How do the records below read from their first line through the line containing "[kind, color, square]"? Write those lines out exactly.

TASK DATA section start

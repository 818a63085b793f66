//! Turns command-line arguments and configuration into a move query.

use anyhow::Context;
use chess_core::{Board, Color, Piece, Square};
use chess_moves::{PossibleMoves, SquareSet};
use std::str::FromStr;

use crate::config::{FileConfig, PieceConfig, Setup};
use crate::render::render;
use crate::Args;

/// A piece placement given as `KIND:COLOR:SQUARE`, e.g. `pawn:black:e3`.
#[derive(Debug, Clone, Copy, PartialEq, Eq)]
pub struct Placement {
    pub square: Square,
    pub piece: Piece,
}

impl Placement {
    fn parse_parts(kind: &str, color: &str, square: &str) -> anyhow::Result<Self> {
        let color: Color = color.parse()?;
        Ok(Placement {
            piece: Piece::make(kind, color)?,
            square: square.parse()?,
        })
    }
}

impl FromStr for Placement {
    type Err = anyhow::Error;

    fn from_str(s: &str) -> Result<Self, Self::Err> {
        let parts: Vec<&str> = s.split(':').collect();
        match parts.as_slice() {
            [kind, color, square] => Self::parse_parts(kind, color, square),
            _ => anyhow::bail!("invalid placement {s:?}: expected KIND:COLOR:SQUARE"),
        }
    }
}

impl TryFrom<&PieceConfig> for Placement {
    type Error = anyhow::Error;

    fn try_from(config: &PieceConfig) -> Result<Self, Self::Error> {
        Self::parse_parts(&config.kind, &config.color, &config.square)
    }
}

/// Everything needed to answer one "where can this piece go" question.
#[derive(Debug, Clone)]
pub struct Query {
    pub piece: Piece,
    pub origin: Square,
    pub board: Board,
    pub show_board: bool,
}

impl Query {
    /// Builds a query, letting command-line values override `config`.
    pub fn build(args: &Args, config: &FileConfig) -> anyhow::Result<Self> {
        let color: Color = match args.color.as_deref().or(config.color.as_deref()) {
            Some(name) => name.parse()?,
            None => Color::White,
        };
        let piece = Piece::make(&args.piece, color)?;
        let origin = Square::from_notation(&args.square)?;

        let mut board = match &args.placement {
            Some(placement) => Board::from_placement(placement)?,
            None => match args.setup.or(config.setup).unwrap_or_default() {
                Setup::Empty => Board::new(),
                Setup::Standard => Board::standard(),
            },
        };

        for entry in &config.pieces {
            let placement = Placement::try_from(entry)
                .with_context(|| format!("invalid piece in config: {entry:?}"))?;
            board.set(placement.square, Some(placement.piece));
        }
        for text in &args.place {
            let placement: Placement = text.parse()?;
            board.set(placement.square, Some(placement.piece));
        }

        tracing::debug!(
            occupied = board.occupied().count(),
            "board ready: {}",
            board.placement()
        );

        Ok(Query {
            piece,
            origin,
            board,
            show_board: args.show_board || config.show_board.unwrap_or(false),
        })
    }

    /// Generates the destinations for this query.
    pub fn moves(&self) -> SquareSet {
        self.piece.possible_moves(&self.board, self.origin)
    }

    /// Formats the answer, optionally preceded by the board.
    pub fn report(&self) -> String {
        let moves = self.moves();
        tracing::info!(
            piece = %self.piece,
            origin = %self.origin,
            count = moves.len(),
            "generated moves"
        );

        let list = if moves.is_empty() {
            "none".to_string()
        } else {
            moves.join(", ")
        };
        let line = format!(
            "Possible moves for {} at {}: {}\n",
            self.piece, self.origin, list
        );

        if self.show_board {
            render(&self.board) + &line
        } else {
            line
        }
    }
}

#[cfg(test)]
mod tests {
    use super::*;
    use chess_core::{InvalidNotation, PieceKind, PlacementError, UnknownPieceKind};
    use clap::Parser;

    fn args(extra: &[&str]) -> Args {
        Args::try_parse_from(std::iter::once("possible-moves").chain(extra.iter().copied()))
            .unwrap()
    }

    fn build(extra: &[&str]) -> anyhow::Result<Query> {
        Query::build(&args(extra), &FileConfig::default())
    }

    #[test]
    fn pawn_on_default_board() {
        let query = build(&["pawn", "e2"]).unwrap();
        assert_eq!(query.piece, Piece::new(PieceKind::Pawn, Color::White));
        assert_eq!(query.board, Board::new());
        assert_eq!(
            query.report(),
            "Possible moves for White Pawn at E2: E3, E4\n"
        );
    }

    #[test]
    fn black_color_flag() {
        let query = build(&["KNIGHT", "G8", "--color", "black", "--setup", "standard"]).unwrap();
        assert_eq!(query.piece.color(), Color::Black);
        assert_eq!(
            query.report(),
            "Possible moves for Black Knight at G8: F6, H6\n"
        );
    }

    #[test]
    fn no_moves_prints_none() {
        let query = build(&["rook", "a1", "--setup", "standard"]).unwrap();
        assert_eq!(
            query.report(),
            "Possible moves for White Rook at A1: none\n"
        );
    }

    #[test]
    fn place_flags_add_pieces() {
        let query = build(&["pawn", "e2", "--place", "knight:black:e3", "--place", "bishop:Black:D3"])
            .unwrap();
        assert_eq!(query.moves().join(","), "D3");
    }

    #[test]
    fn placement_flag_replaces_setup() {
        let query = build(&[
            "queen",
            "d4",
            "--setup",
            "standard",
            "--placement",
            "8/8/8/8/8/8/8/8",
        ])
        .unwrap();
        assert_eq!(query.moves().len(), 27);
    }

    #[test]
    fn show_board_prepends_rendering() {
        let query = build(&["king", "a1", "--show-board"]).unwrap();
        let report = query.report();
        assert!(report.starts_with("     A     B"));
        assert!(report.ends_with("Possible moves for White King at A1: B1, A2, B2\n"));
    }

    #[test]
    fn config_supplies_defaults() {
        let config = FileConfig::parse(
            r#"
color = "black"
setup = "standard"
show_board = true

[[pieces]]
kind = "queen"
color = "white"
square = "e6"
"#,
        )
        .unwrap();
        let query = Query::build(&args(&["pawn", "d7"]), &config).unwrap();
        assert_eq!(query.piece.color(), Color::Black);
        assert!(query.show_board);
        assert_eq!(query.moves().join(","), "D5,D6,E6");
    }

    #[test]
    fn arguments_override_config() {
        let config = FileConfig::parse("color = \"black\"\nsetup = \"standard\"").unwrap();
        let query =
            Query::build(&args(&["pawn", "e2", "--color", "white", "--setup", "empty"]), &config)
                .unwrap();
        assert_eq!(query.piece.color(), Color::White);
        assert_eq!(query.board, Board::new());
    }

    #[test]
    fn unknown_piece_is_an_error() {
        let err = build(&["emperor", "e2"]).unwrap_err();
        assert_eq!(
            err.downcast_ref::<UnknownPieceKind>(),
            Some(&UnknownPieceKind("emperor".to_string()))
        );
    }

    #[test]
    fn invalid_square_is_an_error() {
        let err = build(&["pawn", "e9"]).unwrap_err();
        assert_eq!(
            err.downcast_ref::<InvalidNotation>(),
            Some(&InvalidNotation::Square("e9".to_string()))
        );
    }

    #[test]
    fn invalid_placement_is_an_error() {
        let err = build(&["pawn", "e2", "--placement", "8/8"]).unwrap_err();
        assert_eq!(
            err.downcast_ref::<PlacementError>(),
            Some(&PlacementError::RankCount(2))
        );
    }

    #[test]
    fn malformed_place_flag_is_an_error() {
        assert!(build(&["pawn", "e2", "--place", "knight:black"]).is_err());
        assert!(build(&["pawn", "e2", "--place", "knight:green:e3"]).is_err());
    }

    #[test]
    fn placement_parse() {
        let placement: Placement = "rook:white:H1".parse().unwrap();
        assert_eq!(placement.square, Square::H1);
        assert_eq!(placement.piece, Piece::new(PieceKind::Rook, Color::White));
    }
}
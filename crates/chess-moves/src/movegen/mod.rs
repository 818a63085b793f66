//! Pseudo-legal destination generation.
//!
//! Every piece kind maps to one [`Movement`] rule. The step and slide rules
//! are shared and driven by the tables in [`directions`]; pawns have their own
//! color-dependent rule. None of these consider check, pins, castling,
//! en passant, or promotion.

pub mod directions;
mod pawn;

use chess_core::{Board, Color, Piece, Square};

use crate::SquareSet;
pub use directions::{Movement, Offset};

/// The capability every piece exposes: listing the squares it could move to.
pub trait PossibleMoves {
    /// Returns the destinations reachable from `origin` on `board`.
    ///
    /// The board is not checked for actually holding this piece at `origin`.
    /// The result never contains `origin`.
    fn possible_moves(&self, board: &Board, origin: Square) -> SquareSet;
}

impl PossibleMoves for Piece {
    #[inline]
    fn possible_moves(&self, board: &Board, origin: Square) -> SquareSet {
        possible_moves(*self, board, origin)
    }
}

/// Returns the destinations `piece` could reach from `origin` on `board`.
pub fn possible_moves(piece: Piece, board: &Board, origin: Square) -> SquareSet {
    let color = piece.color();
    match Movement::of(piece.kind()) {
        Movement::Step(offsets) => step_moves(board, origin, color, offsets),
        Movement::Slide(directions) => slide_moves(board, origin, color, directions),
        Movement::Pawn => pawn::pawn_moves(board, origin, color),
    }
}

/// Returns true if a piece of `color` may land on `target`: it is empty or
/// holds an enemy.
#[inline]
fn can_land(board: &Board, target: Square, color: Color) -> bool {
    board.get(target).map_or(true, |occupant| occupant.color() != color)
}

/// Fixed-offset movement: each offset is tried once, landing on empty or
/// enemy squares.
pub fn step_moves(board: &Board, origin: Square, color: Color, offsets: &[Offset]) -> SquareSet {
    offsets
        .iter()
        .filter_map(|&(df, dr)| origin.offset(df, dr))
        .filter(|&target| can_land(board, target, color))
        .collect()
}

/// Sliding movement: walks each ray outward from `origin`, one square at a
/// time.
///
/// Empty squares are added and the walk continues. An enemy square is added
/// and ends the ray. A friendly square ends the ray without being added.
pub fn slide_moves(
    board: &Board,
    origin: Square,
    color: Color,
    directions: &[Offset],
) -> SquareSet {
    let mut moves = SquareSet::EMPTY;
    for &(df, dr) in directions {
        let mut current = origin;
        while let Some(next) = current.offset(df, dr) {
            match board.get(next) {
                None => {
                    moves.insert(next);
                    current = next;
                }
                Some(occupant) => {
                    if occupant.color() != color {
                        moves.insert(next);
                    }
                    break;
                }
            }
        }
    }
    moves
}
//! A set of squares packed into 64 bits.
//!
//! Bit 0 = A1, bit 1 = B1, ..., bit 63 = H8, matching [`Square::index`].

use chess_core::Square;
use std::fmt;
use std::ops::{BitAnd, BitOr, BitOrAssign};

/// A set of distinct squares.
///
/// Iteration is in ascending square order (A1, B1, ..., H8).
#[derive(Clone, Copy, PartialEq, Eq, Hash, Default)]
pub struct SquareSet(u64);

impl SquareSet {
    /// The empty set.
    pub const EMPTY: SquareSet = SquareSet(0);

    /// Every square on the board.
    pub const FULL: SquareSet = SquareSet(!0);

    /// Creates a set holding a single square.
    #[inline]
    pub const fn from_square(sq: Square) -> Self {
        SquareSet(1u64 << sq.index())
    }

    /// Returns true if the set is empty.
    #[inline]
    pub const fn is_empty(self) -> bool {
        self.0 == 0
    }

    /// Returns the number of squares in the set.
    #[inline]
    pub const fn len(self) -> usize {
        self.0.count_ones() as usize
    }

    /// Returns true if `sq` is in the set.
    #[inline]
    pub const fn contains(self, sq: Square) -> bool {
        (self.0 & (1u64 << sq.index())) != 0
    }

    /// Adds `sq`; returns true if it was not already present.
    #[inline]
    pub fn insert(&mut self, sq: Square) -> bool {
        let was_present = self.contains(sq);
        self.0 |= 1u64 << sq.index();
        !was_present
    }

    /// Removes `sq`; returns true if it was present.
    #[inline]
    pub fn remove(&mut self, sq: Square) -> bool {
        let was_present = self.contains(sq);
        self.0 &= !(1u64 << sq.index());
        was_present
    }

    /// Pops and returns the lowest square.
    #[inline]
    fn pop_first(&mut self) -> Option<Square> {
        if self.0 == 0 {
            None
        } else {
            let index = self.0.trailing_zeros() as u8;
            self.0 &= self.0 - 1;
            Square::from_index(index)
        }
    }

    /// Iterates over the squares in ascending order.
    #[inline]
    pub fn iter(self) -> SquareSetIter {
        SquareSetIter(self)
    }

    /// Returns the squares' notations joined with `separator`.
    pub fn join(self, separator: &str) -> String {
        self.iter()
            .map(Square::notation)
            .collect::<Vec<_>>()
            .join(separator)
    }
}

impl BitOr for SquareSet {
    type Output = Self;
    #[inline]
    fn bitor(self, rhs: Self) -> Self::Output {
        SquareSet(self.0 | rhs.0)
    }
}

impl BitOrAssign for SquareSet {
    #[inline]
    fn bitor_assign(&mut self, rhs: Self) {
        self.0 |= rhs.0;
    }
}

impl BitAnd for SquareSet {
    type Output = Self;
    #[inline]
    fn bitand(self, rhs: Self) -> Self::Output {
        SquareSet(self.0 & rhs.0)
    }
}

impl fmt::Debug for SquareSet {
    fn fmt(&self, f: &mut fmt::Formatter<'_>) -> fmt::Result {
        f.debug_set().entries(self.iter()).finish()
    }
}

/// Formats as a comma-separated list of notations, e.g. `E3, E4`.
impl fmt::Display for SquareSet {
    fn fmt(&self, f: &mut fmt::Formatter<'_>) -> fmt::Result {
        write!(f, "{}", self.join(", "))
    }
}

/// Iterator over the squares of a [`SquareSet`].
pub struct SquareSetIter(SquareSet);

impl Iterator for SquareSetIter {
    type Item = Square;

    #[inline]
    fn next(&mut self) -> Option<Self::Item> {
        self.0.pop_first()
    }

    #[inline]
    fn size_hint(&self) -> (usize, Option<usize>) {
        let count = self.0.len();
        (count, Some(count))
    }
}

impl ExactSizeIterator for SquareSetIter {}

impl IntoIterator for SquareSet {
    type Item = Square;
    type IntoIter = SquareSetIter;

    #[inline]
    fn into_iter(self) -> Self::IntoIter {
        self.iter()
    }
}

impl FromIterator<Square> for SquareSet {
    fn from_iter<I: IntoIterator<Item = Square>>(iter: I) -> Self {
        let mut set = SquareSet::EMPTY;
        set.extend(iter);
        set
    }
}

impl Extend<Square> for SquareSet {
    fn extend<I: IntoIterator<Item = Square>>(&mut self, iter: I) {
        for sq in iter {
            self.insert(sq);
        }
    }
}

#[cfg(test)]
mod tests {
    use super::*;

    fn sq(s: &str) -> Square {
        s.parse().unwrap()
    }

    #[test]
    fn insert_and_contains() {
        let mut set = SquareSet::EMPTY;
        assert!(set.is_empty());
        assert!(set.insert(sq("E4")));
        assert!(!set.insert(sq("E4")));
        assert!(set.contains(sq("E4")));
        assert!(!set.contains(sq("E5")));
        assert_eq!(set.len(), 1);
    }

    #[test]
    fn remove() {
        let mut set: SquareSet = [Square::A1, Square::H8].into_iter().collect();
        assert!(set.remove(Square::A1));
        assert!(!set.remove(Square::A1));
        assert_eq!(set, SquareSet::from_square(Square::H8));
    }

    #[test]
    fn iterates_in_ascending_order() {
        let set: SquareSet = [sq("H8"), sq("A2"), sq("C1"), sq("A1")]
            .into_iter()
            .collect();
        let squares: Vec<_> = set.iter().collect();
        assert_eq!(squares, vec![sq("A1"), sq("C1"), sq("A2"), sq("H8")]);
        assert_eq!(set.iter().len(), 4);
    }

    #[test]
    fn union_and_intersection() {
        let a: SquareSet = [sq("A1"), sq("B2")].into_iter().collect();
        let b: SquareSet = [sq("B2"), sq("C3")].into_iter().collect();
        assert_eq!((a | b).len(), 3);
        assert_eq!(a & b, SquareSet::from_square(sq("B2")));
        assert_eq!(SquareSet::FULL.len(), 64);
    }

    #[test]
    fn display_joins_notations() {
        let set: SquareSet = [sq("E4"), sq("E3")].into_iter().collect();
        assert_eq!(set.to_string(), "E3, E4");
        assert_eq!(set.join(","), "E3,E4");
        assert_eq!(SquareSet::EMPTY.to_string(), "");
        assert_eq!(format!("{:?}", set), "{Square(E3), Square(E4)}");
    }
}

TASK DATA section end

**EXERCISE ANSWER**
repository 818a63085b793f66
//! Turns command-line arguments and configuration into a move query.

use anyhow::Context;
use chess_core::{Board, Color, Piece, Square};
use chess_moves::{PossibleMoves, SquareSet};
use std::str::FromStr;

use crate::config::{FileConfig, PieceConfig, Setup};
use crate::render::render;
use crate::Args;

/// A piece placement given as `KIND:COLOR:SQUARE`, e.g. `pawn:black:e3`.
#[derive(Debug, Clone, Copy, PartialEq, Eq)]
pub struct Placement {
    pub square: Square,
    pub piece: Piece,
}

impl Placement {
    fn parse_parts(kind: &str, color: &str, square: &str) -> anyhow::Result<Self> {
        let color: Color = color.parse()?;
        Ok(Placement {
            piece: Piece::make(kind, color)?,
            square: square.parse()?,
        })
    }
}

impl FromStr for Placement {
    type Err = anyhow::Error;

    fn from_str(s: &str) -> Result<Self, Self::Err> {
        let parts: Vec<&str> = s.split(':').collect();
        match parts.as_slice() {
            [kind, color, square] => Self::parse_parts(kind, color, square),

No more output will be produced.